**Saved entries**
▼▼▼
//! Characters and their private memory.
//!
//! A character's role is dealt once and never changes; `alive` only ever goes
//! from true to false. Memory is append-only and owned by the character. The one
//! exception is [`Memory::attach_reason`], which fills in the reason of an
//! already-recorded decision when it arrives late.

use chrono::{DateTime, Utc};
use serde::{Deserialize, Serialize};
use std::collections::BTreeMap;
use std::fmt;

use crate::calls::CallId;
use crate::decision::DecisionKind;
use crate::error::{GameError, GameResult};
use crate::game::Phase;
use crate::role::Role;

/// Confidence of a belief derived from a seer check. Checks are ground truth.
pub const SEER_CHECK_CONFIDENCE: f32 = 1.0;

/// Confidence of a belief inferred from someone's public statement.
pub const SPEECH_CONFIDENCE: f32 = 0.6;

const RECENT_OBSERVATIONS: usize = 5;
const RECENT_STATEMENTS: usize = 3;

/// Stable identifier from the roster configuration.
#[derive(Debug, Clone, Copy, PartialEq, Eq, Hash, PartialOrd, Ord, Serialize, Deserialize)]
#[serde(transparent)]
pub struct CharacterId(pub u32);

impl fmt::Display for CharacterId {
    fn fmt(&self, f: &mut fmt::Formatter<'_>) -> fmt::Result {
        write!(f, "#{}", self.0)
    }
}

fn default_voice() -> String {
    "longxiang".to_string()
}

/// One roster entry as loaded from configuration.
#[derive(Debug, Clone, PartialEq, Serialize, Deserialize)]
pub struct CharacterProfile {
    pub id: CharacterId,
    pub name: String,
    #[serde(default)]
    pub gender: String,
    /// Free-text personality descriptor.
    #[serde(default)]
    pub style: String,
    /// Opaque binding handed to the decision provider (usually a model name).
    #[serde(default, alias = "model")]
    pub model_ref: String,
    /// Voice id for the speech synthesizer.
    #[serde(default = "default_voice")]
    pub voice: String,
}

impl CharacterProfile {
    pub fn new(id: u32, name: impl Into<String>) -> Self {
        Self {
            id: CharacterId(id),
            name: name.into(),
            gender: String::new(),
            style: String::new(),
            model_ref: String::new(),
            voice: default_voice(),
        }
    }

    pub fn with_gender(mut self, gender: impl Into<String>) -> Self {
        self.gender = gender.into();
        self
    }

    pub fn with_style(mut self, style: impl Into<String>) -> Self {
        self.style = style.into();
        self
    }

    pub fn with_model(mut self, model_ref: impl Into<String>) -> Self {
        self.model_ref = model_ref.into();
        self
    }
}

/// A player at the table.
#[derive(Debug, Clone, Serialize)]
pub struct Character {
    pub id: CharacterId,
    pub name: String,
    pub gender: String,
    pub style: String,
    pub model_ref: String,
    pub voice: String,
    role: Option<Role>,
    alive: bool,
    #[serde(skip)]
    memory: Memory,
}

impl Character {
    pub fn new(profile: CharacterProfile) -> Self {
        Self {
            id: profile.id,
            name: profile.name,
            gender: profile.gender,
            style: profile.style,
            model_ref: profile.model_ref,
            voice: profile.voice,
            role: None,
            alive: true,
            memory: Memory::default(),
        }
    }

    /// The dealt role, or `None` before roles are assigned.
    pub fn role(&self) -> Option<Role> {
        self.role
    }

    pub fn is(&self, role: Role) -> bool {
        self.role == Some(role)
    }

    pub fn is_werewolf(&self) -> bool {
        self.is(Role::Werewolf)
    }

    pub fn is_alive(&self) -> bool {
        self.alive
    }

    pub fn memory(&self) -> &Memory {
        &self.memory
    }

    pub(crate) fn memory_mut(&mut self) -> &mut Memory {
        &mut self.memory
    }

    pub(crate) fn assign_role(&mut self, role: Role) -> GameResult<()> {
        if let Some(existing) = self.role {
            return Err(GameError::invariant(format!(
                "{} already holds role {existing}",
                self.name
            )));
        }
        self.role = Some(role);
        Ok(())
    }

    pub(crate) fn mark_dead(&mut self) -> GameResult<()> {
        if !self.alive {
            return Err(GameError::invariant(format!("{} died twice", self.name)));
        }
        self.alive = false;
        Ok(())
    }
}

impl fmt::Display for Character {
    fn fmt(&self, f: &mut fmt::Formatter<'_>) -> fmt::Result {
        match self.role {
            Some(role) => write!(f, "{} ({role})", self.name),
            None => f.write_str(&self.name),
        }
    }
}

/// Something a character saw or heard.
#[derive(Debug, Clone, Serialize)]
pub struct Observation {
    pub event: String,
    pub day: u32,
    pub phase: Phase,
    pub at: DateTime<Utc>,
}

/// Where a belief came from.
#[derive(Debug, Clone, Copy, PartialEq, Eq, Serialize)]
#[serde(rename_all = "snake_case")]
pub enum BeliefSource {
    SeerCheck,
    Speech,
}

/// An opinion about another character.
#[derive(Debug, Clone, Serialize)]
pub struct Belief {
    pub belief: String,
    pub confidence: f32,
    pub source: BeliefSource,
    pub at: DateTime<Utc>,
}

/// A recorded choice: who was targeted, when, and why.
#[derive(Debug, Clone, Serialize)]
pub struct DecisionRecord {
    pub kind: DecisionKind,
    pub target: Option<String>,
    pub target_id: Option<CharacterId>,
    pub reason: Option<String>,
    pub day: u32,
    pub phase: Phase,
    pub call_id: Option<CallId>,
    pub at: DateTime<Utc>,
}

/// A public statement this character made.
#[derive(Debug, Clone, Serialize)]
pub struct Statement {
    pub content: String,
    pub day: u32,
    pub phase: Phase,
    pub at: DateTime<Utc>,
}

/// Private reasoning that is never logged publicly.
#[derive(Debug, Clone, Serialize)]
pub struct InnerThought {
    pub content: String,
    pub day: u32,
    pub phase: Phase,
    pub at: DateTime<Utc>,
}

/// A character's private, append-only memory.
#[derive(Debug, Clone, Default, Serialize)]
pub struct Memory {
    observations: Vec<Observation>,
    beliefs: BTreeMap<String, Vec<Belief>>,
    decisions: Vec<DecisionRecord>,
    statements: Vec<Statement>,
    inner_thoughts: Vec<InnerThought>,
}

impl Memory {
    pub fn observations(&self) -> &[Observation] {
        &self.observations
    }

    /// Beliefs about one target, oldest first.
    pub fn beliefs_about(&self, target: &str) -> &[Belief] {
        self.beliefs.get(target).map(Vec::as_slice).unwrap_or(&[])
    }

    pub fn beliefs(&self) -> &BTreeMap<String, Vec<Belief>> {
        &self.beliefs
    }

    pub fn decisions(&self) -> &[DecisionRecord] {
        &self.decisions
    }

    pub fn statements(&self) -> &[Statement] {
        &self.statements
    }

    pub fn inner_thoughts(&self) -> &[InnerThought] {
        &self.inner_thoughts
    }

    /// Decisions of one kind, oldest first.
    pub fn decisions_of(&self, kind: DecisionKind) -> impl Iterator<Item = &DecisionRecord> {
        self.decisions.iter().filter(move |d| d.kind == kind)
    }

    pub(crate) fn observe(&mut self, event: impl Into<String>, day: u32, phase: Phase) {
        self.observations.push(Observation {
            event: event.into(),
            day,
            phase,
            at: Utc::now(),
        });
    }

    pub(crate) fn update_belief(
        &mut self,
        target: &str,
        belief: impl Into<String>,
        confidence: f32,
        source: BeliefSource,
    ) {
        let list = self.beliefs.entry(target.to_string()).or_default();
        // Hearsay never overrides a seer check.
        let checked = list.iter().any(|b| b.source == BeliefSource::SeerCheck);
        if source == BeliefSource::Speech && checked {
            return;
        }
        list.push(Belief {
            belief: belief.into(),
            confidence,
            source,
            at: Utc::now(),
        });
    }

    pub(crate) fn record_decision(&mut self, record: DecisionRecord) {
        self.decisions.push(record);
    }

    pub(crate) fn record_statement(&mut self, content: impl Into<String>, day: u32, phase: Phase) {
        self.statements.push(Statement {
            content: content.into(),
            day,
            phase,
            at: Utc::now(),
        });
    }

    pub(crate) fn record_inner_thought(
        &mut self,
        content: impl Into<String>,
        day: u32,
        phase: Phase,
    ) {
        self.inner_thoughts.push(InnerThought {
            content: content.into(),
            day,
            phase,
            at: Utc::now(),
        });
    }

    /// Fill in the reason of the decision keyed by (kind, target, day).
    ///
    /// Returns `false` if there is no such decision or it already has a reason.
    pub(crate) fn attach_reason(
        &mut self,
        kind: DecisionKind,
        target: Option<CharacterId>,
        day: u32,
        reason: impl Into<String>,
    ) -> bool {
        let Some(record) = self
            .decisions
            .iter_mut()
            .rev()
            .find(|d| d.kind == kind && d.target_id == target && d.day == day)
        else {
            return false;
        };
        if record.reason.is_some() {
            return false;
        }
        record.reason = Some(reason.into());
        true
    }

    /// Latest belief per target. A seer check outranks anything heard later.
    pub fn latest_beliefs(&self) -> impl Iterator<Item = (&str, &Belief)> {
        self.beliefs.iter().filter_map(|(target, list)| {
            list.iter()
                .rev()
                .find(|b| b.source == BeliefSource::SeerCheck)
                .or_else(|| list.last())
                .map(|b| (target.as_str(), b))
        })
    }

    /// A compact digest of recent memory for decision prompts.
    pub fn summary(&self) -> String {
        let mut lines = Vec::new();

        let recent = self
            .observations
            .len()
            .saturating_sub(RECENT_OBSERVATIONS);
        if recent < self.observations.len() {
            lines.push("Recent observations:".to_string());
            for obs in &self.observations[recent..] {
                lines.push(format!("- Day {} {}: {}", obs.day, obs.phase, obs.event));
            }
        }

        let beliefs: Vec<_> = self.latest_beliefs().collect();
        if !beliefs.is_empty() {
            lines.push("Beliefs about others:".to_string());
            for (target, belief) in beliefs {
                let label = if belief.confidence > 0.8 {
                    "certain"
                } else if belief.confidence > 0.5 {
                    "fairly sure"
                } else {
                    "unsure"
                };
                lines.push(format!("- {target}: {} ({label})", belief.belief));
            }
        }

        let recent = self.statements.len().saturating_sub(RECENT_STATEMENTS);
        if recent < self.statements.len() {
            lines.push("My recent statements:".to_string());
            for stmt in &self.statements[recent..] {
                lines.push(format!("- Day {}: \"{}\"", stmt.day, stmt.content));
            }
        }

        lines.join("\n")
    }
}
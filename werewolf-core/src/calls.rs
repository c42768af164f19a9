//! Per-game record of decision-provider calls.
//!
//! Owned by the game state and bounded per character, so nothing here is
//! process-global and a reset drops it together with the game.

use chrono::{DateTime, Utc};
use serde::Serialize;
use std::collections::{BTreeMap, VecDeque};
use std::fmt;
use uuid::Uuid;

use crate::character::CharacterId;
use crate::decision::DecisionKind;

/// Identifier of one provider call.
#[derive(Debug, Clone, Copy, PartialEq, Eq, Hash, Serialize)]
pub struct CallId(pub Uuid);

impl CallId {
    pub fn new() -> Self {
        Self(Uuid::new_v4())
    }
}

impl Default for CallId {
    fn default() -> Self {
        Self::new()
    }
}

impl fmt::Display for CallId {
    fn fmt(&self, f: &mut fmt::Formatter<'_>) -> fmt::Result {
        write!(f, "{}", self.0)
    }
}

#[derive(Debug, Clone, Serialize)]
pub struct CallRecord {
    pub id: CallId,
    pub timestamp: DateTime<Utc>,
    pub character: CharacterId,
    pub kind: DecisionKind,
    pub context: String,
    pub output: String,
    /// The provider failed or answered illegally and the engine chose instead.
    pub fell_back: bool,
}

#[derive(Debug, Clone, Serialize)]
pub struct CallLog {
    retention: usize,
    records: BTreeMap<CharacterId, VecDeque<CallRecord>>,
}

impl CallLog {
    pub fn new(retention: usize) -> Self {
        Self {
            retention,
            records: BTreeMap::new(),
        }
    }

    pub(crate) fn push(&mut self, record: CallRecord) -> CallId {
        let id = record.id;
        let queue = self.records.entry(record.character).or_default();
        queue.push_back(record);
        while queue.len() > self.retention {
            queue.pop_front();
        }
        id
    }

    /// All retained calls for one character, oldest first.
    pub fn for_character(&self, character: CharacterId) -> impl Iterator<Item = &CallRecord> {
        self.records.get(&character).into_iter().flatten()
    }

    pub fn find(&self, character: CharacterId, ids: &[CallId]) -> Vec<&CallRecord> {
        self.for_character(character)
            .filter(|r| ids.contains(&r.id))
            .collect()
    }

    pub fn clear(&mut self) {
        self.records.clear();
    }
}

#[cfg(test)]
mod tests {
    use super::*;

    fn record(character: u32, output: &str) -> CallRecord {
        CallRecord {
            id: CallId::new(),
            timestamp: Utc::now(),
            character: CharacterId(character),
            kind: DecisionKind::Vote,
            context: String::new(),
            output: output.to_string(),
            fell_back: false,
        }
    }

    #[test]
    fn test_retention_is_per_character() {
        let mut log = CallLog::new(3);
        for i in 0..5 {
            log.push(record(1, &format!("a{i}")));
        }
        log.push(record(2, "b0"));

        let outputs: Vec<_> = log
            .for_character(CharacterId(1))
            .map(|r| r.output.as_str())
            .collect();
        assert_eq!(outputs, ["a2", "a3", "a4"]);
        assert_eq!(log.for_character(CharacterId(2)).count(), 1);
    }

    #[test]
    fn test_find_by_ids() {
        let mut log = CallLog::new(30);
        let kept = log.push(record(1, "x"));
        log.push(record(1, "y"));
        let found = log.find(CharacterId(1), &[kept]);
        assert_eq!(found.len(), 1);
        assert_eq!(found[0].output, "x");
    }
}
▲▲▲
**Exercise description**
If a line in the data holds the word "GameError", count it, then state the total alone.

**Response to this exercise**
3